(Stored items from a collection)
****************

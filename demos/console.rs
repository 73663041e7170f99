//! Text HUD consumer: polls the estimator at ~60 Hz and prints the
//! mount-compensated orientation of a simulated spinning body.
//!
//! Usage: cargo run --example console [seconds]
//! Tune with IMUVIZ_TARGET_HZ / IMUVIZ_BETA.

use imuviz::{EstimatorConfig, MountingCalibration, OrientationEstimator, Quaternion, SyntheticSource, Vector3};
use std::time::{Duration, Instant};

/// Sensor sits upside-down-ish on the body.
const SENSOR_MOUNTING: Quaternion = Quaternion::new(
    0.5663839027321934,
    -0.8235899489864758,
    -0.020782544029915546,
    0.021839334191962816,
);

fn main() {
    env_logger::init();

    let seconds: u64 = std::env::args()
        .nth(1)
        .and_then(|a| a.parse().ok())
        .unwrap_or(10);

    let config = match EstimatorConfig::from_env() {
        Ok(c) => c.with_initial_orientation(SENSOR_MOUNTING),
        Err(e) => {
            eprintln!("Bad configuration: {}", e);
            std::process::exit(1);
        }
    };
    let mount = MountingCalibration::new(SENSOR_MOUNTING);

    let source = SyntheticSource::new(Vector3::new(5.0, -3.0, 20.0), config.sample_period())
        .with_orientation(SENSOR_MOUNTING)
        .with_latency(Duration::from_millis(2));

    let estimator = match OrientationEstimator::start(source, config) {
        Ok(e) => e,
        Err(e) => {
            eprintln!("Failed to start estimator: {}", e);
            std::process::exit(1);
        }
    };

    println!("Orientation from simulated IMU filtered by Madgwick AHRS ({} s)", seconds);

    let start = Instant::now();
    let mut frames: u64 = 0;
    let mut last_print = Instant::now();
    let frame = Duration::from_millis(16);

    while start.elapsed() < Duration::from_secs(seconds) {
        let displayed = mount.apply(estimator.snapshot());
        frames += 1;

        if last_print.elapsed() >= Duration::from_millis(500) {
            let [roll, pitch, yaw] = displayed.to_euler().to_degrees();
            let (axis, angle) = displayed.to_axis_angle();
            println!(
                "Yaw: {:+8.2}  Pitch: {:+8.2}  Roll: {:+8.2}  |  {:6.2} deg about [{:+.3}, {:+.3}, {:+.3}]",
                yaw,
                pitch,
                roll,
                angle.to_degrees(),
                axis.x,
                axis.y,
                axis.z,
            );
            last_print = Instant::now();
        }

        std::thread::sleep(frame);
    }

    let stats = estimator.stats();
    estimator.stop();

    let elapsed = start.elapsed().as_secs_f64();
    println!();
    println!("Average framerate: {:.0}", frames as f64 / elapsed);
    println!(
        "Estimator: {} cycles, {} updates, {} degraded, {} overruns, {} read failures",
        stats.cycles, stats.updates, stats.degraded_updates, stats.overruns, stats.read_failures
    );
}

****************

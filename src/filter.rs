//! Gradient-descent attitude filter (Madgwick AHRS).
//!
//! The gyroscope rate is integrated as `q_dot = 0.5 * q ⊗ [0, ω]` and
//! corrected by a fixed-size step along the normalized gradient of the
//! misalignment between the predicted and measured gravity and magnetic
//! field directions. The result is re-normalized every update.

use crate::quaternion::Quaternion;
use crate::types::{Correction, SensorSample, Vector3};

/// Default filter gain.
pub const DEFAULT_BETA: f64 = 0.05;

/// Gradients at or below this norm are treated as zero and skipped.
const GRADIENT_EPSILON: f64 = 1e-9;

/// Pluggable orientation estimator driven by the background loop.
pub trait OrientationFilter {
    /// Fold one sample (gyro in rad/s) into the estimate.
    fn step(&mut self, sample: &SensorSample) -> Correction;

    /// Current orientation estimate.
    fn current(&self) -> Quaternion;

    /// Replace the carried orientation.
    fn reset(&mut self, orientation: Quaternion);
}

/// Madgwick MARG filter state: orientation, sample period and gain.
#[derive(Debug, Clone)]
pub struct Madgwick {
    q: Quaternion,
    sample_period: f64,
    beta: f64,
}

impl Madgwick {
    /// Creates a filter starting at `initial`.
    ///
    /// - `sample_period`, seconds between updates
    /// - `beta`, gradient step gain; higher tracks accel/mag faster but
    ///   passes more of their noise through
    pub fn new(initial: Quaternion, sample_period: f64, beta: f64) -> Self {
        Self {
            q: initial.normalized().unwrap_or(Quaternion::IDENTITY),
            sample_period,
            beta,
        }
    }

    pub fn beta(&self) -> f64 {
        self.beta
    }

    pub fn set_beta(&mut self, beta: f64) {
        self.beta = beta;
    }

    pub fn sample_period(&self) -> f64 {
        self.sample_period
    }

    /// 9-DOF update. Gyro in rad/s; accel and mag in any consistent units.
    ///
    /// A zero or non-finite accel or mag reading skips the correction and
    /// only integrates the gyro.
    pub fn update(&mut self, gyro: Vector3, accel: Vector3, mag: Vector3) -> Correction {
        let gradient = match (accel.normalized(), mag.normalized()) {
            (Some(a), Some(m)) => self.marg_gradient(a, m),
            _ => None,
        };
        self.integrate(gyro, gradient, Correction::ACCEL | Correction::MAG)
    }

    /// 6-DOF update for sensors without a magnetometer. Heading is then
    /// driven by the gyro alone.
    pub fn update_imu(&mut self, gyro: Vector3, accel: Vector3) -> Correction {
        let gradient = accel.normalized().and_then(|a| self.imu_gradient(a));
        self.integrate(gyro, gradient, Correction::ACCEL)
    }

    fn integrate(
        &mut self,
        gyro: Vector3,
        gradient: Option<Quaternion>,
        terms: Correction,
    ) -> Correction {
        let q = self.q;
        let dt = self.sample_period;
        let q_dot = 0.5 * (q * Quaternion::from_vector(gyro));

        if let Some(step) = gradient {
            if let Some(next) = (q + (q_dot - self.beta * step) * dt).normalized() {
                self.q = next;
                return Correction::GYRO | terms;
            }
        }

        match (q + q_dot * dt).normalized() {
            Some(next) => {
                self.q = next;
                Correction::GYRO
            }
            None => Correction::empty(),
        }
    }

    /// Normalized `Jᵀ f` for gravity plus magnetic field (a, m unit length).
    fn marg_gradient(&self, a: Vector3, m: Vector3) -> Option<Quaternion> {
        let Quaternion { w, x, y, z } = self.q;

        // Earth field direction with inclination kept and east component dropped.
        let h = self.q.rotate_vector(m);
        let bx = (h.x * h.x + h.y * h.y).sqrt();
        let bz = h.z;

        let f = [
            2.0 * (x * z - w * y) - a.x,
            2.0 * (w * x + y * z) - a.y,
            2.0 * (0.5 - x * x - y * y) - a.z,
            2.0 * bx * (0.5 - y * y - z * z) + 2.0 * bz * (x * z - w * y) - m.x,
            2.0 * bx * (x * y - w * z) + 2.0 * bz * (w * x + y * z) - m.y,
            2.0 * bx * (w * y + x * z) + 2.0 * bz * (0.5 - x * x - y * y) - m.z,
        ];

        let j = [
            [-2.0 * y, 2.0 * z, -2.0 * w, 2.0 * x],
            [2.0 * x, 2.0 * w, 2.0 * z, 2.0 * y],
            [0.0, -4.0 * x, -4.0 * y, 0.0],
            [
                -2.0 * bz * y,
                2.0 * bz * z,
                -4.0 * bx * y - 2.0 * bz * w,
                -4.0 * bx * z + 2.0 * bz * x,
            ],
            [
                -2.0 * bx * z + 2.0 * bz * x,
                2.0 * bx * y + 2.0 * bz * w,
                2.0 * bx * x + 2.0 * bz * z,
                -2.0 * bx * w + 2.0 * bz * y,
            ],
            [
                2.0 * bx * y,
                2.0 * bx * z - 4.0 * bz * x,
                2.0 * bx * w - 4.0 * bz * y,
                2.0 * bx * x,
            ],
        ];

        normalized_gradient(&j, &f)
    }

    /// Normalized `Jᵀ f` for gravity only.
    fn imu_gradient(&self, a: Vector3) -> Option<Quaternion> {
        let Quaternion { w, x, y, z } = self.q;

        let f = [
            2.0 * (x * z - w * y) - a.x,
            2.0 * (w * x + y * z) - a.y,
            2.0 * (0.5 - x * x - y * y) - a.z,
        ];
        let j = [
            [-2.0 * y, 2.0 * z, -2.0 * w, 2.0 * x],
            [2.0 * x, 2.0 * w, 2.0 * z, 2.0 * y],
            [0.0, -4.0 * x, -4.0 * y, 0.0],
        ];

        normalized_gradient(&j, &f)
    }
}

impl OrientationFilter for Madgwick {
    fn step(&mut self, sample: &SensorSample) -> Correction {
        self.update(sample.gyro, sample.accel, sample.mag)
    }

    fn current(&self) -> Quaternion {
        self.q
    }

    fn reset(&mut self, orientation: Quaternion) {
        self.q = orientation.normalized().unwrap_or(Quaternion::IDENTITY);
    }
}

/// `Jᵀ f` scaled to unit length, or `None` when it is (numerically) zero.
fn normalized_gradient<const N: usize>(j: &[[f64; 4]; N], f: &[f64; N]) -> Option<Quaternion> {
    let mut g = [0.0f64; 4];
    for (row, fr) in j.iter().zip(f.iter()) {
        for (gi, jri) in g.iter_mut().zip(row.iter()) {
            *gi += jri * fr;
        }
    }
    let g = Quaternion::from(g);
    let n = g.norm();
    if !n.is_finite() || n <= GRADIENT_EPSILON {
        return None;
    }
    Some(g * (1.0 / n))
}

****************

WORK INSTRUCTIONS:
Show the lines above that have the word "body".

RESPONSE TO THIS TASK:
//! mount-compensated orientation of a simulated spinning body.
/// Sensor sits upside-down-ish on the body.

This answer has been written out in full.